作品紹介
『石川五右衛門』は2016年10月から12月まで、テレビ東京「金曜8時のドラマ」枠で放送された全8回の本格時代劇。歌舞伎役者・十一代目市川海老蔵(現・十三代目市川團十郎白猿)にとってテレビドラマ初主演となる作品です。
松竹とテレビ東京の共同製作で、京都・松竹京都撮影所をベースに本格的な時代劇として撮影。安土桃山時代、関白となった豊臣秀吉(國村隼)が権勢を振るう中、天下の大泥棒・石川五右衛門が悪事を働く大名や大商人から財宝を盗み、庶民に分け与えるという勧善懲悪のストーリーが展開します。
共演には比嘉愛未、中村獅童ら豪華キャスト。歌舞伎役者ならではの立ち回り、京都の名所での圧巻のロケ、そして「絶景かな、絶景かな」のキメ台詞——古典的な五右衛門像を現代に蘇らせた渾身の時代劇です。
話題になったポイント
市川海老蔵の歌舞伎演技
歌舞伎役者ならではの立ち回り、見得、所作。
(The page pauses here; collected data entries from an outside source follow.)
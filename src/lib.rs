//! SPDX-License-Identifier: MIT OR Apache-2.0
//!
//! # dsPIC33F ADC and System Drivers
//!
//! Peripheral drivers for the dsPIC33F family (reference device:
//! dsPIC33FJ32MC204), organised as:
//! - **Hardware Module:** register traits and the memory-mapped backend (`hardware.rs`).
//! - **ADC:** single-channel, single-shot conversions (`adc.rs`).
//! - **Lifecycle:** typed state machine holding the system state (`lifecycle.rs`).
//! - **System:** ports, interrupts, clock and configuration report (`system.rs`, `config.rs`).
//! - **Level meter:** the reference board application, AN0 shown on RB0..RB7 (`meter.rs`).
//!
//! ## Wiring it up
//!
//! ```no_run
//! use dspic33f_periph::adc::{Adc, AdcConfig};
//! use dspic33f_periph::config::PRESET;
//! use dspic33f_periph::hardware::{Dspic33fAdc, Dspic33fInterrupts, Dspic33fPorts};
//! use dspic33f_periph::lifecycle::Lifecycle;
//! use dspic33f_periph::system::System;
//!
//! // Shared with the interrupt handler that calls `LIFECYCLE.wakeup()`
//! static LIFECYCLE: Lifecycle = Lifecycle::new();
//!
//! let (ports, irq, regs) = unsafe {
//!     (Dspic33fPorts::steal(), Dspic33fInterrupts::steal(), Dspic33fAdc::steal())
//! };
//!
//! let mut system = System::new(PRESET, ports, irq, &LIFECYCLE);
//! system.initialize();
//! system.print_configuration(&mut ());
//!
//! let mut adc = Adc::new(regs, AdcConfig::new());
//! adc.initialize();
//! match adc.read_blocking(0) {
//!     Ok(counts) => { let _ = counts; }
//!     Err(err) => system.report_fault(err.into()),
//! }
//! ```

#![cfg_attr(not(test), no_std)]

// --- Modules ---
#[macro_use]
mod fmt;

pub mod adc;
pub mod config;
pub mod hardware;
pub mod lifecycle;
pub mod meter;
pub mod sink;
pub mod system;

#[cfg(test)]
mod mock;

// --- Re-exports ---
pub use adc::{Adc, AdcConfig, AdcError};
pub use config::{SystemConfig, PRESET};
pub use lifecycle::{Fault, Lifecycle, SystemState};
pub use system::System;
//! System configuration
//!
//! The oscillator, watchdog, reset pin, brown-out and protection settings are
//! chosen from a fixed menu of presets and bundled in one immutable
//! [`SystemConfig`]. There are two ways to get one:
//!
//! - [`PRESET`], resolved at compile time from the crate's Cargo features;
//! - [`SystemConfig::builder`], validated when built.

use core::{error, fmt};

use crate::hardware::Port;

/// Pins per port handled by port initialization: bits 0..=7.
pub const DEFAULT_PORT_PINS: u16 = 0x00FF;

/// Frequencies derived from an oscillator preset.
#[derive(Clone, Copy, Debug, PartialEq, Eq)]
#[cfg_attr(feature = "defmt", derive(defmt::Format))]
pub struct ClockConfig {
    /// Oscillator source, before the PLL.
    pub primary_hz: u32,
    /// FOSC, after the PLL if any.
    pub system_hz: u32,
    /// FCY, one instruction every two FOSC cycles.
    pub instruction_hz: u32,
}

impl ClockConfig {
    const fn new(primary_hz: u32, system_hz: u32) -> Self {
        Self {
            primary_hz,
            system_hz,
            instruction_hz: system_hz / 2,
        }
    }
}

/// Oscillator source and PLL combination.
#[derive(Clone, Copy, Debug, PartialEq, Eq)]
#[cfg_attr(feature = "defmt", derive(defmt::Format))]
pub enum Oscillator {
    /// Internal 8 MHz through the PLL to 80 MHz.
    InternalPll,
    /// Internal FRC at 7.37 MHz.
    Internal,
    /// External 8 MHz crystal through the PLL to 80 MHz.
    ExternalPll,
    /// External 7.37 MHz source.
    External,
    /// Nothing selected: internal FRC at 7.37 MHz.
    Fallback,
}

impl Oscillator {
    pub const fn clock(self) -> ClockConfig {
        match self {
            Oscillator::InternalPll | Oscillator::ExternalPll => {
                ClockConfig::new(8_000_000, 80_000_000)
            }
            Oscillator::Internal | Oscillator::External | Oscillator::Fallback => {
                ClockConfig::new(7_370_000, 7_370_000)
            }
        }
    }

    pub const fn label(self) -> &'static str {
        match self {
            Oscillator::InternalPll => "INTERNAL + PLL",
            Oscillator::Internal => "INTERNAL (no PLL)",
            Oscillator::ExternalPll => "EXTERNAL + PLL",
            Oscillator::External => "EXTERNAL (no PLL)",
            Oscillator::Fallback => "DEFAULT",
        }
    }
}

#[derive(Clone, Copy, Debug, PartialEq, Eq)]
#[cfg_attr(feature = "defmt", derive(defmt::Format))]
pub enum Watchdog {
    Off,
    /// Enabled with the normal timeout class.
    Normal,
    /// Enabled with the long timeout class.
    Long,
}

impl Watchdog {
    pub const fn label(self) -> &'static str {
        match self {
            Watchdog::Off => "OFF",
            Watchdog::Normal => "ON (normal)",
            Watchdog::Long => "ON (long)",
        }
    }
}

/// Brown-out reset trip point.
#[derive(Clone, Copy, Debug, PartialEq, Eq)]
#[cfg_attr(feature = "defmt", derive(defmt::Format))]
pub enum BrownOut {
    Off,
    V2_0,
    V2_7,
    V4_2,
}

impl BrownOut {
    pub const fn label(self) -> &'static str {
        match self {
            BrownOut::Off => "OFF",
            BrownOut::V2_0 => "ON (2.0V)",
            BrownOut::V2_7 => "ON (2.7V)",
            BrownOut::V4_2 => "ON (4.2V)",
        }
    }
}

/// A set of [`Port`]s.
#[derive(Clone, Copy, Debug, Default, PartialEq, Eq)]
#[cfg_attr(feature = "defmt", derive(defmt::Format))]
pub struct PortSet(u8);

impl PortSet {
    pub const EMPTY: PortSet = PortSet(0);

    /// Ports bonded out on the dsPIC33FJ32MC204.
    pub const DSPIC33FJ32MC204: PortSet = PortSet::EMPTY.with(Port::A).with(Port::B).with(Port::C);

    pub const fn with(self, port: Port) -> Self {
        PortSet(self.0 | (1 << port.index()))
    }

    pub const fn contains(self, port: Port) -> bool {
        self.0 & (1 << port.index()) != 0
    }

    pub const fn is_subset_of(self, other: PortSet) -> bool {
        self.0 & !other.0 == 0
    }

    pub const fn is_empty(self) -> bool {
        self.0 == 0
    }

    pub fn iter(self) -> impl Iterator<Item = Port> {
        Port::ALL.into_iter().filter(move |p| self.contains(*p))
    }
}

/// Configuration errors.
#[derive(Clone, Copy, Debug, PartialEq, Eq)]
#[cfg_attr(feature = "defmt", derive(defmt::Format))]
pub enum ConfigError {
    /// Two different oscillator presets were requested.
    ConflictingOscillators(Oscillator, Oscillator),
    /// A port was enabled that the device does not have.
    PortUnavailable(Port),
}

impl fmt::Display for ConfigError {
    fn fmt(&self, f: &mut fmt::Formatter<'_>) -> fmt::Result {
        match self {
            ConfigError::ConflictingOscillators(a, b) => {
                write!(f, "conflicting oscillator presets: {} and {}", a.label(), b.label())
            }
            ConfigError::PortUnavailable(port) => write!(f, "port {} is not available", port.letter()),
        }
    }
}

impl error::Error for ConfigError {}

/// Device configuration, fixed for the lifetime of the program.
#[derive(Clone, Copy, Debug, PartialEq, Eq)]
#[cfg_attr(feature = "defmt", derive(defmt::Format))]
pub struct SystemConfig {
    pub oscillator: Oscillator,
    pub watchdog: Watchdog,
    /// MCLR pin acts as reset.
    pub reset_pin: bool,
    pub brown_out: BrownOut,
    pub code_protect: bool,
    pub debug_pins: bool,
    pub clock_switching: bool,
    /// Ports the device has. Initialization never touches the others.
    pub available_ports: PortSet,
    /// Ports whose pins are driven as outputs.
    pub enabled_ports: PortSet,
    /// Pins of each port handled by initialization.
    pub port_pins: u16,
}

/// Configuration selected by the crate's Cargo features.
pub const PRESET: SystemConfig = SystemConfig::from_features();

impl SystemConfig {
    pub fn builder() -> SystemConfigBuilder {
        SystemConfigBuilder::new()
    }

    /// Resolve the Cargo feature selection.
    ///
    /// Categories with several features on take the first in the order the
    /// features are declared; build.rs warns about it.
    pub const fn from_features() -> Self {
        let oscillator = if cfg!(feature = "osc-internal-pll") {
            Oscillator::InternalPll
        } else if cfg!(feature = "osc-internal") {
            Oscillator::Internal
        } else if cfg!(feature = "osc-external-pll") {
            Oscillator::ExternalPll
        } else if cfg!(feature = "osc-external") {
            Oscillator::External
        } else {
            Oscillator::Fallback
        };

        let watchdog = if cfg!(feature = "wdt-normal") {
            Watchdog::Normal
        } else if cfg!(feature = "wdt-long") {
            Watchdog::Long
        } else {
            Watchdog::Off
        };

        let brown_out = if cfg!(feature = "bor-2v0") {
            BrownOut::V2_0
        } else if cfg!(feature = "bor-2v7") {
            BrownOut::V2_7
        } else if cfg!(feature = "bor-4v2") {
            BrownOut::V4_2
        } else {
            BrownOut::Off
        };

        let mut enabled_ports = PortSet::EMPTY;
        if cfg!(feature = "port-a") {
            enabled_ports = enabled_ports.with(Port::A);
        }
        if cfg!(feature = "port-b") {
            enabled_ports = enabled_ports.with(Port::B);
        }
        if cfg!(feature = "port-c") {
            enabled_ports = enabled_ports.with(Port::C);
        }
        if cfg!(feature = "port-d") {
            enabled_ports = enabled_ports.with(Port::D);
        }
        if cfg!(feature = "port-e") {
            enabled_ports = enabled_ports.with(Port::E);
        }
        if cfg!(feature = "port-f") {
            enabled_ports = enabled_ports.with(Port::F);
        }
        if cfg!(feature = "port-g") {
            enabled_ports = enabled_ports.with(Port::G);
        }

        // Features may enable ports the reference package lacks
        let available_ports = PortSet(PortSet::DSPIC33FJ32MC204.0 | enabled_ports.0);

        Self {
            oscillator,
            watchdog,
            reset_pin: !cfg!(feature = "mclr-disabled"),
            brown_out,
            code_protect: cfg!(feature = "code-protect"),
            debug_pins: cfg!(feature = "debug-pins"),
            clock_switching: cfg!(feature = "clock-switch"),
            available_ports,
            enabled_ports,
            port_pins: DEFAULT_PORT_PINS,
        }
    }

    pub const fn clock(&self) -> ClockConfig {
        self.oscillator.clock()
    }
}

/// Builder for [`SystemConfig`].
///
/// Defaults: no oscillator (resolves to [`Oscillator::Fallback`]), watchdog
/// off, MCLR enabled, brown-out off, no code protection, no debug pins, no
/// clock switching, dsPIC33FJ32MC204 ports with none enabled, pins 0..=7.
#[derive(Clone, Copy, Debug)]
pub struct SystemConfigBuilder {
    oscillator: Option<Oscillator>,
    conflict: Option<(Oscillator, Oscillator)>,
    config: SystemConfig,
}

impl SystemConfigBuilder {
    fn new() -> Self {
        Self {
            oscillator: None,
            conflict: None,
            config: SystemConfig {
                oscillator: Oscillator::Fallback,
                watchdog: Watchdog::Off,
                reset_pin: true,
                brown_out: BrownOut::Off,
                code_protect: false,
                debug_pins: false,
                clock_switching: false,
                available_ports: PortSet::DSPIC33FJ32MC204,
                enabled_ports: PortSet::EMPTY,
                port_pins: DEFAULT_PORT_PINS,
            },
        }
    }

    /// Select the oscillator preset. Selecting a second, different one makes
    /// [`SystemConfigBuilder::build`] fail.
    pub fn oscillator(mut self, oscillator: Oscillator) -> Self {
        match self.oscillator {
            Some(current) if current != oscillator => {
                if self.conflict.is_none() {
                    self.conflict = Some((current, oscillator));
                }
            }
            _ => self.oscillator = Some(oscillator),
        }
        self
    }

    pub fn watchdog(mut self, watchdog: Watchdog) -> Self {
        self.config.watchdog = watchdog;
        self
    }

    pub fn reset_pin(mut self, enabled: bool) -> Self {
        self.config.reset_pin = enabled;
        self
    }

    pub fn brown_out(mut self, brown_out: BrownOut) -> Self {
        self.config.brown_out = brown_out;
        self
    }

    pub fn code_protect(mut self, enabled: bool) -> Self {
        self.config.code_protect = enabled;
        self
    }

    pub fn debug_pins(mut self, enabled: bool) -> Self {
        self.config.debug_pins = enabled;
        self
    }

    pub fn clock_switching(mut self, enabled: bool) -> Self {
        self.config.clock_switching = enabled;
        self
    }

    pub fn available_ports(mut self, ports: PortSet) -> Self {
        self.config.available_ports = ports;
        self
    }

    pub fn enable_port(mut self, port: Port) -> Self {
        self.config.enabled_ports = self.config.enabled_ports.with(port);
        self
    }

    pub fn port_pins(mut self, pins: u16) -> Self {
        self.config.port_pins = pins;
        self
    }

    pub fn build(self) -> Result<SystemConfig, ConfigError> {
        if let Some((a, b)) = self.conflict {
            return Err(ConfigError::ConflictingOscillators(a, b));
        }

        let mut config = self.config;
        if let Some(port) = config
            .enabled_ports
            .iter()
            .find(|p| !config.available_ports.contains(*p))
        {
            return Err(ConfigError::PortUnavailable(port));
        }

        config.oscillator = match self.oscillator {
            Some(oscillator) => oscillator,
            None => {
                warn!("config: no oscillator preset selected, using internal FRC");
                Oscillator::Fallback
            }
        };

        Ok(config)
    }
}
海老蔵が培ってきた古典芸能の技術がそのまま映像として記録された貴重な作品。歌舞伎ファンにも時代劇ファンにも必見です。
南禅寺・三門の「絶景かな」
歌舞伎『楼門五三桐』の名シーンを実写で再現。南禅寺三門の上で歌舞伎の衣裳をまとった海老蔵が「絶景かな、絶景かな」と京を見晴らす圧巻のシーンは、本作最大のクライマックス。
松竹京都撮影所の本格時代劇
京都・太秦の松竹京都撮影所をベースとした本格時代劇は近年では希少。京都の名刹・神社をふんだんに使った映像美は、時代劇としての完成度を極限まで高めています。
ロケ地ガイド
京都・太秦エリア(時代劇の本場)
本作の主要シーンは、京都の時代劇撮影の本拠地で集中的に撮影されています。
京都の名所・名刹(圧巻のシーン)
京都の代表的な観光名所が、時代劇の舞台として大活躍します。
- 南禅寺:「絶景かな、絶景かな」の名場面の舞台。三門は本作の象徴
- 二条城:徳川幕府の象徴的城郭。権力の場面で活用
- 鴨川の三条大橋:京都の象徴的な橋。立ち回りシーンで使用
- 金戒光明寺:京都市の浄土宗大本山。荘厳な仏教シーン
- 化野念仏寺:嵯峨野の幽玄な寺院。哀しみのシーン
京都郊外・嵯峨野・亀岡エリア
- 京都亀岡へき亭:保津川下り近くの料亭。風情ある屋外シーン
- 摩気神社、走田神社、大原野神社:京都の格式ある神社群
- 錦水亭:長岡京市の料亭。たけのこ料理で有名な歴史ある場所
- 桂川沿いの自転車道:嵐山周辺ののどかな風景
関西・北陸の名所
- 大阪城:豊臣秀吉の本拠地として象徴的に登場。権力を象徴する圧巻のシーン
- 石清水八幡宮:京都府八幡市の格式ある神社
- 日吉大社:滋賀県大津市の比叡山麓の神社
- 月桂冠記念館:京都伏見の酒蔵。日本酒文化を象徴
- 金引の滝:京都府宮津市の名瀑。神秘的なシーンで使用
聖地巡礼のおすすめルート
南禅寺・大覚寺・仁和寺の世界遺産巡り(1日)
南禅寺で「絶景かな」の三門を見学し、嵯峨野の大覚寺・大沢池で平安王朝風の景色を堪能、最後に仁和寺の御室御所まで足を延ばす京都名刹コース。本作の圧巻のロケ地が一日で巡れます。
太秦時代劇の本場コース(1日)
松竹京都撮影所周辺と東映太秦映画村を組み合わせ、二条城・鴨川三条大橋まで足を延ばすルート。時代劇ファンにとっての聖地中の聖地です。
視聴者の声・評判
評価スコア
Filmarks平均★2.5。歌舞伎ファンから熱狂的支持を得る一方、時代劇としての評価は分かれる作品。
好評だったポイント
「海老蔵の歌舞伎演技そのままに時代劇が見られる」「京都の名所がふんだんに登場し映像美が素晴らしい」「『絶景かな』の南禅寺三門のシーンは圧巻」という声が多数。新しい時代劇を作ろうとした意欲作として、若い世代にも時代劇の魅力を伝えた功績は大きいと評価されています。